- _Exercise directions_
Would you please copy the part of the material below that opens with the line containing "let trimmed = trimmed.trim_end_matches(|c: char|" and closes with the line containing "Whether the first"? Copy it exactly, and only it.
= = =
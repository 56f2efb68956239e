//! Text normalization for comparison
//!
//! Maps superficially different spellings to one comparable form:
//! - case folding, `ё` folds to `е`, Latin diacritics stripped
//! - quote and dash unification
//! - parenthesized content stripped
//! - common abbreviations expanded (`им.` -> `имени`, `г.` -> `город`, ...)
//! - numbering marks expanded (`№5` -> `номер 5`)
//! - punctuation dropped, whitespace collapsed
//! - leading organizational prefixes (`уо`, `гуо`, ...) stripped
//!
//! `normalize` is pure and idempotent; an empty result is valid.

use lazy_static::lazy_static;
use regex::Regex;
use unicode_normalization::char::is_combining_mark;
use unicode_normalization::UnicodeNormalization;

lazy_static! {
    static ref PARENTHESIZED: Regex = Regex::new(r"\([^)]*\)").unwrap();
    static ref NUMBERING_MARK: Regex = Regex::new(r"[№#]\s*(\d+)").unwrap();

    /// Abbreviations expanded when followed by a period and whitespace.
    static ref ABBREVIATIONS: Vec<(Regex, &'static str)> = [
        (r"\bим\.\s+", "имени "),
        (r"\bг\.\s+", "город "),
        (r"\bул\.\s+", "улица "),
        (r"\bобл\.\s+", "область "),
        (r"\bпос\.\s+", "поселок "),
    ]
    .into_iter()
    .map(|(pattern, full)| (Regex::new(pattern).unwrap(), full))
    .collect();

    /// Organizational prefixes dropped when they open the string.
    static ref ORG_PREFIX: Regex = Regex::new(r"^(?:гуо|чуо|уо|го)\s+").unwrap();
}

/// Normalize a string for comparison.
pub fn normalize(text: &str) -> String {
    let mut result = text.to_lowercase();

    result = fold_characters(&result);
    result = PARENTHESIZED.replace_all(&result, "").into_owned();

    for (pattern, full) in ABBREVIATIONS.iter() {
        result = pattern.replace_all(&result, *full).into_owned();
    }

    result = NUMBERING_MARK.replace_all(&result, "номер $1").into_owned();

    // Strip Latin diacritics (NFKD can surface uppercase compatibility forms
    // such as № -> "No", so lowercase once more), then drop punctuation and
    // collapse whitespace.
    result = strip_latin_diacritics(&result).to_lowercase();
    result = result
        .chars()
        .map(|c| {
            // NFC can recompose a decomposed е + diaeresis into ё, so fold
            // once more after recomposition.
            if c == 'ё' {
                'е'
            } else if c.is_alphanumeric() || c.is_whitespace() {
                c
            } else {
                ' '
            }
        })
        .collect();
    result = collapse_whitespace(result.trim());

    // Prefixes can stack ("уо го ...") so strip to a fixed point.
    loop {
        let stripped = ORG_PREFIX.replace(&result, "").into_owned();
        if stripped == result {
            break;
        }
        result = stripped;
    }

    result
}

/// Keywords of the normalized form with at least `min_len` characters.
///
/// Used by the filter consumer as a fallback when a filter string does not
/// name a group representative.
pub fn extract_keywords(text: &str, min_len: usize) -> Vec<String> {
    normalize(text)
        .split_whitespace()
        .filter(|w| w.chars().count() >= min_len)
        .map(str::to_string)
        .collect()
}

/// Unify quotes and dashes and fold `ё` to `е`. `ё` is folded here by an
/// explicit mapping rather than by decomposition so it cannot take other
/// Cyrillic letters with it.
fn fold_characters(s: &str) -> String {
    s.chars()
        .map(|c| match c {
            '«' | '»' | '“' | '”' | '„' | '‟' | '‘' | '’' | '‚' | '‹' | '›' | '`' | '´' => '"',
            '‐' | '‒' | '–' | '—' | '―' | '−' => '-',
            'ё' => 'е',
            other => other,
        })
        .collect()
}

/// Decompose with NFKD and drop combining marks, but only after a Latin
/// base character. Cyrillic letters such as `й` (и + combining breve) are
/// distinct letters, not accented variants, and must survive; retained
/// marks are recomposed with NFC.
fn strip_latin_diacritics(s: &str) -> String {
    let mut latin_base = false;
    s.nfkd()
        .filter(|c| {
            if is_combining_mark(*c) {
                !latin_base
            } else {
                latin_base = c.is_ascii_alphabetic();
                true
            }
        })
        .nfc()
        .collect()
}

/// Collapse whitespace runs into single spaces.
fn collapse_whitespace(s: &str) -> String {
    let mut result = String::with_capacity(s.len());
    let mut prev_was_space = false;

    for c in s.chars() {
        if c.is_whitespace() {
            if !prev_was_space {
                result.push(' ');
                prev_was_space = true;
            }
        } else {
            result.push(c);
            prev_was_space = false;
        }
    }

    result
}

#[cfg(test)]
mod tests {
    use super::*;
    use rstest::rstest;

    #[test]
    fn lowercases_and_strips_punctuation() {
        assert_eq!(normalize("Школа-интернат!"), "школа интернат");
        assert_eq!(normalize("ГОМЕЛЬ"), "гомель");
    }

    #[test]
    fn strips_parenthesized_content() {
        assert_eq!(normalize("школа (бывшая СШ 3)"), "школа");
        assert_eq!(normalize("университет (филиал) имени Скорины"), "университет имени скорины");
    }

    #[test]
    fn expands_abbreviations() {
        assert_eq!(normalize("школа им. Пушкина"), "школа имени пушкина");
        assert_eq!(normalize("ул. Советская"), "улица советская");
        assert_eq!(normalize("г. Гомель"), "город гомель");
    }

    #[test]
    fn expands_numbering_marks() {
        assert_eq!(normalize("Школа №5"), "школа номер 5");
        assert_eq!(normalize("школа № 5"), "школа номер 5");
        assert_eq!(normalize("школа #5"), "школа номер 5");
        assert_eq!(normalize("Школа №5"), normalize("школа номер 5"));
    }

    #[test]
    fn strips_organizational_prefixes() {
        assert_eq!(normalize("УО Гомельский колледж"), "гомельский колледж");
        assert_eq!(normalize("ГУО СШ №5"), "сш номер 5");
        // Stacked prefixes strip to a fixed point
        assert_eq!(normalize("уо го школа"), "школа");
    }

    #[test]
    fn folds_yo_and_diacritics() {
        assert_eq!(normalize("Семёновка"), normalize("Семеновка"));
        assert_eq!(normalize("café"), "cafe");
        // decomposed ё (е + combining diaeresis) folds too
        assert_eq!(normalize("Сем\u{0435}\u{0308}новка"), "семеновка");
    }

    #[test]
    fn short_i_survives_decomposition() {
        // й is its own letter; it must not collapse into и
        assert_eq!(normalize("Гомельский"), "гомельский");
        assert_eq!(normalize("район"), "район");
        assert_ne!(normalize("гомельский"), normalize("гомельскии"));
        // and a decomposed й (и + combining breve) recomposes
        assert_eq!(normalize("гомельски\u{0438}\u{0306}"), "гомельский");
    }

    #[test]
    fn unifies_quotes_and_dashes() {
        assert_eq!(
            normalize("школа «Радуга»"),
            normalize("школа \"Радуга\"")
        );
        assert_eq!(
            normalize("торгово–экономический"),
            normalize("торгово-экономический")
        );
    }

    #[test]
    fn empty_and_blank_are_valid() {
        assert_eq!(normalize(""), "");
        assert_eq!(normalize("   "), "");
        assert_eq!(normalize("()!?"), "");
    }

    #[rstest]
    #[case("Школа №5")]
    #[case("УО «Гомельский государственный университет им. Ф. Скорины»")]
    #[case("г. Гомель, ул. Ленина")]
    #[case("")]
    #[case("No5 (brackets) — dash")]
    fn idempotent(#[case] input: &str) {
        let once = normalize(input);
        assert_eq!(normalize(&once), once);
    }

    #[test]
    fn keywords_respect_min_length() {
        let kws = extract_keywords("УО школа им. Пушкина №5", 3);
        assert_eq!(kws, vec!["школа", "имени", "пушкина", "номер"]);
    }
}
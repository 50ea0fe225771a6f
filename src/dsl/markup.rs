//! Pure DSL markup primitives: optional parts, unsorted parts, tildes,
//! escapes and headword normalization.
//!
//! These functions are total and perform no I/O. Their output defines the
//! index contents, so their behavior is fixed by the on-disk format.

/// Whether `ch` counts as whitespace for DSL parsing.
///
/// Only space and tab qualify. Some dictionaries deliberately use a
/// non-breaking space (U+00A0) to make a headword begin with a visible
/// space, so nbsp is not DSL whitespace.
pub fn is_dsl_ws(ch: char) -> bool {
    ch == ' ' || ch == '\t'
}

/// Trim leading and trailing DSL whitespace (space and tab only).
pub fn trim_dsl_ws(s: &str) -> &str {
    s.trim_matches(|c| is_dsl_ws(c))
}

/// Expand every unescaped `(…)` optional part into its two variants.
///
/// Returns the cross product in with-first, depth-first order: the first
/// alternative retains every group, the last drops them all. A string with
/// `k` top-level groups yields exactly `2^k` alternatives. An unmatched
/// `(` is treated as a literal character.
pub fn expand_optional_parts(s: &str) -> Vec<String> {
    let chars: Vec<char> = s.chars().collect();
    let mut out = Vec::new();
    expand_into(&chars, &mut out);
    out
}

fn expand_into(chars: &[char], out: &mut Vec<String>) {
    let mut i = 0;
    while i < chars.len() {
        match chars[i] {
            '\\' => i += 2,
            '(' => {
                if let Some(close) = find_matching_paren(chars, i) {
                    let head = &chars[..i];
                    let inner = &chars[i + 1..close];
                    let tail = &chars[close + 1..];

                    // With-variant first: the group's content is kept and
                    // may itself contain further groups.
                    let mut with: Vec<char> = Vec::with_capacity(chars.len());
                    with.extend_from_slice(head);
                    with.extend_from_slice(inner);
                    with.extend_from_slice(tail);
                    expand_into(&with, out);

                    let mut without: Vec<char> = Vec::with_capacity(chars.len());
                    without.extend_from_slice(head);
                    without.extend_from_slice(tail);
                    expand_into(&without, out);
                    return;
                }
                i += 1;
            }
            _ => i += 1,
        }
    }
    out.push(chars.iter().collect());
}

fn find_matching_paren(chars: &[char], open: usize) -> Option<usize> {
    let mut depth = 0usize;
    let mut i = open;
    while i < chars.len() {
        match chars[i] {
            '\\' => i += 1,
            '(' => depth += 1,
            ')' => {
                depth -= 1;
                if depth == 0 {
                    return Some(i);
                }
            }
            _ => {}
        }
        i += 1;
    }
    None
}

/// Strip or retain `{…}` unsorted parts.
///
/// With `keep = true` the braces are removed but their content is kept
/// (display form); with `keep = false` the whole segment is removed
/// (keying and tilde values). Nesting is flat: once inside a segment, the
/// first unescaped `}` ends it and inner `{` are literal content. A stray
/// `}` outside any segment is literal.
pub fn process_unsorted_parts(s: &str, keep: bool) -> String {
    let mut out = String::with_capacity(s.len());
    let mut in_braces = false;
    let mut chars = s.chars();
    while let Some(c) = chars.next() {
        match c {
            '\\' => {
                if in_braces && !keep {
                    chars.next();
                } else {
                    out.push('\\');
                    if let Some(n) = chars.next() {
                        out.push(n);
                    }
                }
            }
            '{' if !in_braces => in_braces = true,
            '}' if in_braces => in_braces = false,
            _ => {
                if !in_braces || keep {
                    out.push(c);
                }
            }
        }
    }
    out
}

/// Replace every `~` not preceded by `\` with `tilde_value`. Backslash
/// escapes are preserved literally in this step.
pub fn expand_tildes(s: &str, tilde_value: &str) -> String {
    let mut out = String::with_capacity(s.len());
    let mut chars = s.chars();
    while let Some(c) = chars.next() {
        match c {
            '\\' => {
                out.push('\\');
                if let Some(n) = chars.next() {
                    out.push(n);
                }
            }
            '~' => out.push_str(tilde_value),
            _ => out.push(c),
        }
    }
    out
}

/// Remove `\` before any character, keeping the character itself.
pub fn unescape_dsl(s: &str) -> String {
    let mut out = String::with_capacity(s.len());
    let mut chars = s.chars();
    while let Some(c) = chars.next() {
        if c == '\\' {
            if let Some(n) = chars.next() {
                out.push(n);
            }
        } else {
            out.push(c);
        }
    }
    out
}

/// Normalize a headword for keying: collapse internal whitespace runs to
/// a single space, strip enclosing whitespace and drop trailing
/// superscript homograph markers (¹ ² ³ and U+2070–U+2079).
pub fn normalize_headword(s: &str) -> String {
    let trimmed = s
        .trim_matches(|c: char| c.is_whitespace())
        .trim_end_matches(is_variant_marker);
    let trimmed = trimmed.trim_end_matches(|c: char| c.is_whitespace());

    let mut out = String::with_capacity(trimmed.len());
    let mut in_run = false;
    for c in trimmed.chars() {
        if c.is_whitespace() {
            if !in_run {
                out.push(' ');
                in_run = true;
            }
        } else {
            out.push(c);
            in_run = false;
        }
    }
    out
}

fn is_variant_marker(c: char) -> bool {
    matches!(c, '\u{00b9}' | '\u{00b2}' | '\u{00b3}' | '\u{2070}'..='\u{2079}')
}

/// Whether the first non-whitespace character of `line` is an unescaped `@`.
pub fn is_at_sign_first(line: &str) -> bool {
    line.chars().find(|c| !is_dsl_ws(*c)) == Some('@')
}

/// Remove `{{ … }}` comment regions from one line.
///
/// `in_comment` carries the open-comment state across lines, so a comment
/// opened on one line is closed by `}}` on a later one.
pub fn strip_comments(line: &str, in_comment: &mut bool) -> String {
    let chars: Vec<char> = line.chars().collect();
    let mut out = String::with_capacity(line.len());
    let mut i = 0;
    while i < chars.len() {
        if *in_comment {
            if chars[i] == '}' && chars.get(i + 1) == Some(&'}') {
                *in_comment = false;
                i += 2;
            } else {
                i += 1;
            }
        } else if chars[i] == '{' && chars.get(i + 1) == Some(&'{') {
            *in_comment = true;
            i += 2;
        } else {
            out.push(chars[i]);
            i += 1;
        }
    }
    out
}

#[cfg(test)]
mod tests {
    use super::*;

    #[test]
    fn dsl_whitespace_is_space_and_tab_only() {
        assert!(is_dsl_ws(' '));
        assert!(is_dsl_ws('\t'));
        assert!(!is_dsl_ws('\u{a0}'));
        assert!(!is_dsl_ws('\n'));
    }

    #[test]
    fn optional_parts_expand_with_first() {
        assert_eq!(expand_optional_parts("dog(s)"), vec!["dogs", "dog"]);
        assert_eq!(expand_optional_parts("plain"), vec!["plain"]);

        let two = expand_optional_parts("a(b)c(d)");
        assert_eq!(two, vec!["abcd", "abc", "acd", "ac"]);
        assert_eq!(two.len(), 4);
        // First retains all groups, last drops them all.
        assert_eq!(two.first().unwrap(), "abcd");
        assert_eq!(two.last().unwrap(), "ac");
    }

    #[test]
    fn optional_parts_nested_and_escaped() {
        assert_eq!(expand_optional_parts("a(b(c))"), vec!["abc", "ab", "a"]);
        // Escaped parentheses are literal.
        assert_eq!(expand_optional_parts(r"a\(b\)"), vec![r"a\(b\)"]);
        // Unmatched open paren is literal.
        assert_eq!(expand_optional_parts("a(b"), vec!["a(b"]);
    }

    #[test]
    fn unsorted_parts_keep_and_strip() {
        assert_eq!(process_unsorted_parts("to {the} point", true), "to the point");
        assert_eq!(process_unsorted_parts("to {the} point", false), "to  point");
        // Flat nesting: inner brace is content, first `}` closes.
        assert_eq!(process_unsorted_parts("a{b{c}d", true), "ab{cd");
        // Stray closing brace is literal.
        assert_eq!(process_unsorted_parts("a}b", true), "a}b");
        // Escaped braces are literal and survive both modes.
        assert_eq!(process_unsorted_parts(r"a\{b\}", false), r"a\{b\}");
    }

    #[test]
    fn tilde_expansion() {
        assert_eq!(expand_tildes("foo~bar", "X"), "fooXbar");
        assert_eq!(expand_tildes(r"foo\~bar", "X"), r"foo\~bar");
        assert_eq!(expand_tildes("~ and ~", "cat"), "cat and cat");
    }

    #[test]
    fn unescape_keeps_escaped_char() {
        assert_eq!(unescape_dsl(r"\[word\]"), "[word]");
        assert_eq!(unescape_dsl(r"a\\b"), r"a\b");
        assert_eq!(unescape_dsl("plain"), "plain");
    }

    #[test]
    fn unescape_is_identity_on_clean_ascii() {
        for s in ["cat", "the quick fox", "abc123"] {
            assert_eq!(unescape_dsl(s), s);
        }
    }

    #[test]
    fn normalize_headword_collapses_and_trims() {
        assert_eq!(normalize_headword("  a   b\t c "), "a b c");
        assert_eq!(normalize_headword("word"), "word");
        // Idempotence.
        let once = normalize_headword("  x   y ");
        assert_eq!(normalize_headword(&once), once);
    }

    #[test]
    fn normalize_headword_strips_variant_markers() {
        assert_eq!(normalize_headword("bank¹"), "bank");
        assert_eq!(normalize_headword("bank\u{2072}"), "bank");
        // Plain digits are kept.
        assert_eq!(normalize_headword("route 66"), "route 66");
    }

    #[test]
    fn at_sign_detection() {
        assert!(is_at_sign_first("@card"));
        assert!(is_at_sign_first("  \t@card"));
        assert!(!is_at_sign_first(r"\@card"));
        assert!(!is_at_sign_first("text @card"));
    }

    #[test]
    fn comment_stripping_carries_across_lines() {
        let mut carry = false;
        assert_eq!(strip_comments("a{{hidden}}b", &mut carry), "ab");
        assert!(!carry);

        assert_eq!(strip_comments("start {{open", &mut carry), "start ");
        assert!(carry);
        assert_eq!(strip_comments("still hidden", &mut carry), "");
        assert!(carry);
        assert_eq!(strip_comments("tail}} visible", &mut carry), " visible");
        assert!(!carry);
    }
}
= = =
- _Response to the task_
    let trimmed = trimmed.trim_end_matches(|c: char| c.is_whitespace());

    let mut out = String::with_capacity(trimmed.len());
    let mut in_run = false;
    for c in trimmed.chars() {
        if c.is_whitespace() {
            if !in_run {
                out.push(' ');
                in_run = true;
            }
        } else {
            out.push(c);
            in_run = false;
        }
    }
    out
}

fn is_variant_marker(c: char) -> bool {
    matches!(c, '\u{00b9}' | '\u{00b2}' | '\u{00b3}' | '\u{2070}'..='\u{2079}')
}

/// Whether the first non-whitespace character of `line` is an unescaped `@`.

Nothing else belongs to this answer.